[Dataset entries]
----

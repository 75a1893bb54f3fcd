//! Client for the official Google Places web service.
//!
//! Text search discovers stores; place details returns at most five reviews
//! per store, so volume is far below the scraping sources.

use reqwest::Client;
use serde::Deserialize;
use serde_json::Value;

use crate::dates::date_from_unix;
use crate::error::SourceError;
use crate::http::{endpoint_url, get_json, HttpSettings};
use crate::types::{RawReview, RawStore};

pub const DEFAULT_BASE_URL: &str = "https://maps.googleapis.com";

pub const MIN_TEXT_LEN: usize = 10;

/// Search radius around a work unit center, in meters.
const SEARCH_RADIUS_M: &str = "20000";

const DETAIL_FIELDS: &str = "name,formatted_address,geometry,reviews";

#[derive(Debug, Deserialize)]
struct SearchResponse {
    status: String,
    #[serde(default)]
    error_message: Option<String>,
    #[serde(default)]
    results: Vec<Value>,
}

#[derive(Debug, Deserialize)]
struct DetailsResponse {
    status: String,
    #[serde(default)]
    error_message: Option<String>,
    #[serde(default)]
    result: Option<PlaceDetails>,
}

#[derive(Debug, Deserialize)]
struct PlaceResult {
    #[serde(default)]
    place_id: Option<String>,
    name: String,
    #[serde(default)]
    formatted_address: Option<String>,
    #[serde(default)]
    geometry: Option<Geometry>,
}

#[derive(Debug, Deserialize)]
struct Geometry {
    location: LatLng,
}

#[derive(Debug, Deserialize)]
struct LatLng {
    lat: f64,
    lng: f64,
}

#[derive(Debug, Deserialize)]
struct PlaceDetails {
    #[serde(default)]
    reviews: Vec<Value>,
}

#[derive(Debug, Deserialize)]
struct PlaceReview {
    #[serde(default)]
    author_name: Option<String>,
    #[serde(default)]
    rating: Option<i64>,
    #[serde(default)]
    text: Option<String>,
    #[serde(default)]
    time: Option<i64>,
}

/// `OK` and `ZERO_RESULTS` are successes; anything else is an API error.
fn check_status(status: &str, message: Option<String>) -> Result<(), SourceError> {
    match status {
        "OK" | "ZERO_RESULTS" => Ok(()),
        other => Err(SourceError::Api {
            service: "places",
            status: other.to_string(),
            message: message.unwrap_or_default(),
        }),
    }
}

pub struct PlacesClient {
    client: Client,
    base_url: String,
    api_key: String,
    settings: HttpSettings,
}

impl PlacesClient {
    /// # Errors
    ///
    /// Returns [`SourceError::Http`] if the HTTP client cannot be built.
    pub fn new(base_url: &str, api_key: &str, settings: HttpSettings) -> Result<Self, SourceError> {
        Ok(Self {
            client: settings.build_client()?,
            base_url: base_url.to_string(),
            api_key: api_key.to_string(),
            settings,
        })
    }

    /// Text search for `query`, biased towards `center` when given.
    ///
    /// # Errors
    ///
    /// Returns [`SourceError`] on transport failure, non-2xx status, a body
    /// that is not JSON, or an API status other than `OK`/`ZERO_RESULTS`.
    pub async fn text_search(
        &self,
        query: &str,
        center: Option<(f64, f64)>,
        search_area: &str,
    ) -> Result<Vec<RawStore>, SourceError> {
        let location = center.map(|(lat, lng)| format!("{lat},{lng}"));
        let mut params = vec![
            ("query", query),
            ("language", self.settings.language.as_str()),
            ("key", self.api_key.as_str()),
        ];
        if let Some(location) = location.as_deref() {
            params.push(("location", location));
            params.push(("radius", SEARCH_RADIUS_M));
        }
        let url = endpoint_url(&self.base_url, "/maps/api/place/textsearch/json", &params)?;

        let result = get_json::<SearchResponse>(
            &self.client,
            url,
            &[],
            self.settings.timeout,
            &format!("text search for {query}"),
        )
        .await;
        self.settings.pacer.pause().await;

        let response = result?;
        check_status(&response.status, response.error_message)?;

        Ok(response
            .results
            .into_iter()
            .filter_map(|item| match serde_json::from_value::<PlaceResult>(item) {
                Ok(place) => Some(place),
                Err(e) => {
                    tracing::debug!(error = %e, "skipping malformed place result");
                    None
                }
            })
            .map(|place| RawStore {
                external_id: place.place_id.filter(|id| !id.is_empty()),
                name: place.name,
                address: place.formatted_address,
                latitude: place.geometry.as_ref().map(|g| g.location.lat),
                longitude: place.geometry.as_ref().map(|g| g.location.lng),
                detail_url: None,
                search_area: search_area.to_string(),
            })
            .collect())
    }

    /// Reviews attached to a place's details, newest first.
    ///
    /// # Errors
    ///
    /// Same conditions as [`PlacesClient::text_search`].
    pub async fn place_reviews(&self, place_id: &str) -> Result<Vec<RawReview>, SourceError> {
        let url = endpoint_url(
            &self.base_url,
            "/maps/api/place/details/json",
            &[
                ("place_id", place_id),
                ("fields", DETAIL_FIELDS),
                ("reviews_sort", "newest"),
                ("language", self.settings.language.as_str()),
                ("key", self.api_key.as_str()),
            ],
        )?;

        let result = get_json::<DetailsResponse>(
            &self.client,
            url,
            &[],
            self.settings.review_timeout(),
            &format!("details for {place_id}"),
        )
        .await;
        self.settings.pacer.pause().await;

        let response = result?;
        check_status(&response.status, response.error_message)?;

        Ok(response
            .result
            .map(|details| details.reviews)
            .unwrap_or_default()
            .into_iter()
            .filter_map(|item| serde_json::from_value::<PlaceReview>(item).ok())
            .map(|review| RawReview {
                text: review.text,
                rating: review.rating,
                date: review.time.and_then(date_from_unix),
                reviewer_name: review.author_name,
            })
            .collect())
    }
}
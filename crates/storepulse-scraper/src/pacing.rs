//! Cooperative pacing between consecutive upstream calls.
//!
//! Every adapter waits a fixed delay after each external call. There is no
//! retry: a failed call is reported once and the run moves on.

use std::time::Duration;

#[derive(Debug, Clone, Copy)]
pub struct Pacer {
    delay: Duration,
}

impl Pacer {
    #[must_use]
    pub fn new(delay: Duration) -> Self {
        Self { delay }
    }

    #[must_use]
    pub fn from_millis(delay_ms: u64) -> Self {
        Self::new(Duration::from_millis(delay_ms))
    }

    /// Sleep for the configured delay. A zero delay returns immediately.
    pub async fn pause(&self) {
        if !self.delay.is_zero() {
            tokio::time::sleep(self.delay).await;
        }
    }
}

----

● **Exercise**
Copy the data once more. Leave nothing out.

● **The completed task**
repository 75a1893bb54f3fcd
//! Client for the official Google Places web service.
//!
//! Text search discovers stores; place details returns at most five reviews
//! per store, so volume is far below the scraping sources.

use reqwest::Client;
use serde::Deserialize;
use serde_json::Value;

use crate::dates::date_from_unix;
use crate::error::SourceError;
use crate::http::{endpoint_url, get_json, HttpSettings};
use crate::types::{RawReview, RawStore};

pub const DEFAULT_BASE_URL: &str = "https://maps.googleapis.com";

pub const MIN_TEXT_LEN: usize = 10;

/// Search radius around a work unit center, in meters.
const SEARCH_RADIUS_M: &str = "20000";

const DETAIL_FIELDS: &str = "name,formatted_address,geometry,reviews";

#[derive(Debug, Deserialize)]
struct SearchResponse {
    status: String,
    #[serde(default)]
    error_message: Option<String>,
    #[serde(default)]
    results: Vec<Value>,
}

#[derive(Debug, Deserialize)]
struct DetailsResponse {
    status: String,
    #[serde(default)]
    error_message: Option<String>,
    #[serde(default)]
    result: Option<PlaceDetails>,
}

#[derive(Debug, Deserialize)]
struct PlaceResult {
    #[serde(default)]
    place_id: Option<String>,
    name: String,
    #[serde(default)]
    formatted_address: Option<String>,
    #[serde(default)]
    geometry: Option<Geometry>,
}

#[derive(Debug, Deserialize)]
struct Geometry {
    location: LatLng,
}

#[derive(Debug, Deserialize)]
struct LatLng {
    lat: f64,
    lng: f64,
}

#[derive(Debug, Deserialize)]
struct PlaceDetails {
    #[serde(default)]
    reviews: Vec<Value>,
}

#[derive(Debug, Deserialize)]
struct PlaceReview {
    #[serde(default)]
    author_name: Option<String>,
    #[serde(default)]
    rating: Option<i64>,
    #[serde(default)]
    text: Option<String>,
    #[serde(default)]
    time: Option<i64>,
}

/// `OK` and `ZERO_RESULTS` are successes; anything else is an API error.
fn check_status(status: &str, message: Option<String>) -> Result<(), SourceError> {
    match status {
        "OK" | "ZERO_RESULTS" => Ok(()),
        other => Err(SourceError::Api {
            service: "places",
            status: other.to_string(),
            message: message.unwrap_or_default(),
        }),
    }
}

pub struct PlacesClient {
    client: Client,
    base_url: String,
    api_key: String,
    settings: HttpSettings,
}

impl PlacesClient {
    /// # Errors
    ///
    /// Returns [`SourceError::Http`] if the HTTP client cannot be built.
    pub fn new(base_url: &str, api_key: &str, settings: HttpSettings) -> Result<Self, SourceError> {
        Ok(Self {
            client: settings.build_client()?,
            base_url: base_url.to_string(),
            api_key: api_key.to_string(),
            settings,
        })
    }

    /// Text search for `query`, biased towards `center` when given.
    ///
    /// # Errors
    ///
    /// Returns [`SourceError`] on transport failure, non-2xx status, a body
    /// that is not JSON, or an API status other than `OK`/`ZERO_RESULTS`.
    pub async fn text_search(
        &self,
        query: &str,
        center: Option<(f64, f64)>,
        search_area: &str,
    ) -> Result<Vec<RawStore>, SourceError> {
        let location = center.map(|(lat, lng)| format!("{lat},{lng}"));
        let mut params = vec![
            ("query", query),
            ("language", self.settings.language.as_str()),
            ("key", self.api_key.as_str()),
        ];
        if let Some(location) = location.as_deref() {
            params.push(("location", location));
            params.push(("radius", SEARCH_RADIUS_M));
        }
        let url = endpoint_url(&self.base_url, "/maps/api/place/textsearch/json", &params)?;

        let result = get_json::<SearchResponse>(
            &self.client,
            url,
            &[],
            self.settings.timeout,
            &format!("text search for {query}"),
        )
        .await;
        self.settings.pacer.pause().await;

        let response = result?;
        check_status(&response.status, response.error_message)?;

        Ok(response
            .results
            .into_iter()
            .filter_map(|item| match serde_json::from_value::<PlaceResult>(item) {
                Ok(place) => Some(place),
                Err(e) => {
                    tracing::debug!(error = %e, "skipping malformed place result");
                    None
                }
            })
            .map(|place| RawStore {
                external_id: place.place_id.filter(|id| !id.is_empty()),
                name: place.name,
                address: place.formatted_address,
                latitude: place.geometry.as_ref().map(|g| g.location.lat),
                longitude: place.geometry.as_ref().map(|g| g.location.lng),
                detail_url: None,
                search_area: search_area.to_string(),
            })
            .collect())
    }

    /// Reviews attached to a place's details, newest first.
    ///
    /// # Errors
    ///
    /// Same conditions as [`PlacesClient::text_search`].
    pub async fn place_reviews(&self, place_id: &str) -> Result<Vec<RawReview>, SourceError> {
        let url = endpoint_url(
            &self.base_url,
            "/maps/api/place/details/json",
            &[
                ("place_id", place_id),
                ("fields", DETAIL_FIELDS),
                ("reviews_sort", "newest"),
                ("language", self.settings.language.as_str()),
                ("key", self.api_key.as_str()),
            ],
        )?;

        let result = get_json::<DetailsResponse>(
            &self.client,
            url,
            &[],
            self.settings.review_timeout(),
            &format!("details for {place_id}"),
        )
        .await;
        self.settings.pacer.pause().await;

        let response = result?;
        check_status(&response.status, response.error_message)?;

        Ok(response
            .result
            .map(|details| details.reviews)
            .unwrap_or_default()
            .into_iter()
            .filter_map(|item| serde_json::from_value::<PlaceReview>(item).ok())
            .map(|review| RawReview {
                text: review.text,
                rating: review.rating,
                date: review.time.and_then(date_from_unix),
                reviewer_name: review.author_name,
            })
            .collect())
    }
}
filename crates/storepulse-scraper/src/pacing.rs
//! Cooperative pacing between consecutive upstream calls.
//!
//! Every adapter waits a fixed delay after each external call. There is no
//! retry: a failed call is reported once and the run moves on.

use std::time::Duration;

#[derive(Debug, Clone, Copy)]
pub struct Pacer {
    delay: Duration,
}

impl Pacer {
    #[must_use]
    pub fn new(delay: Duration) -> Self {
        Self { delay }
    }

    #[must_use]
    pub fn from_millis(delay_ms: u64) -> Self {
        Self::new(Duration::from_millis(delay_ms))
    }

    /// Sleep for the configured delay. A zero delay returns immediately.
    pub async fn pause(&self) {
        if !self.delay.is_zero() {
            tokio::time::sleep(self.delay).await;
        }
    }
}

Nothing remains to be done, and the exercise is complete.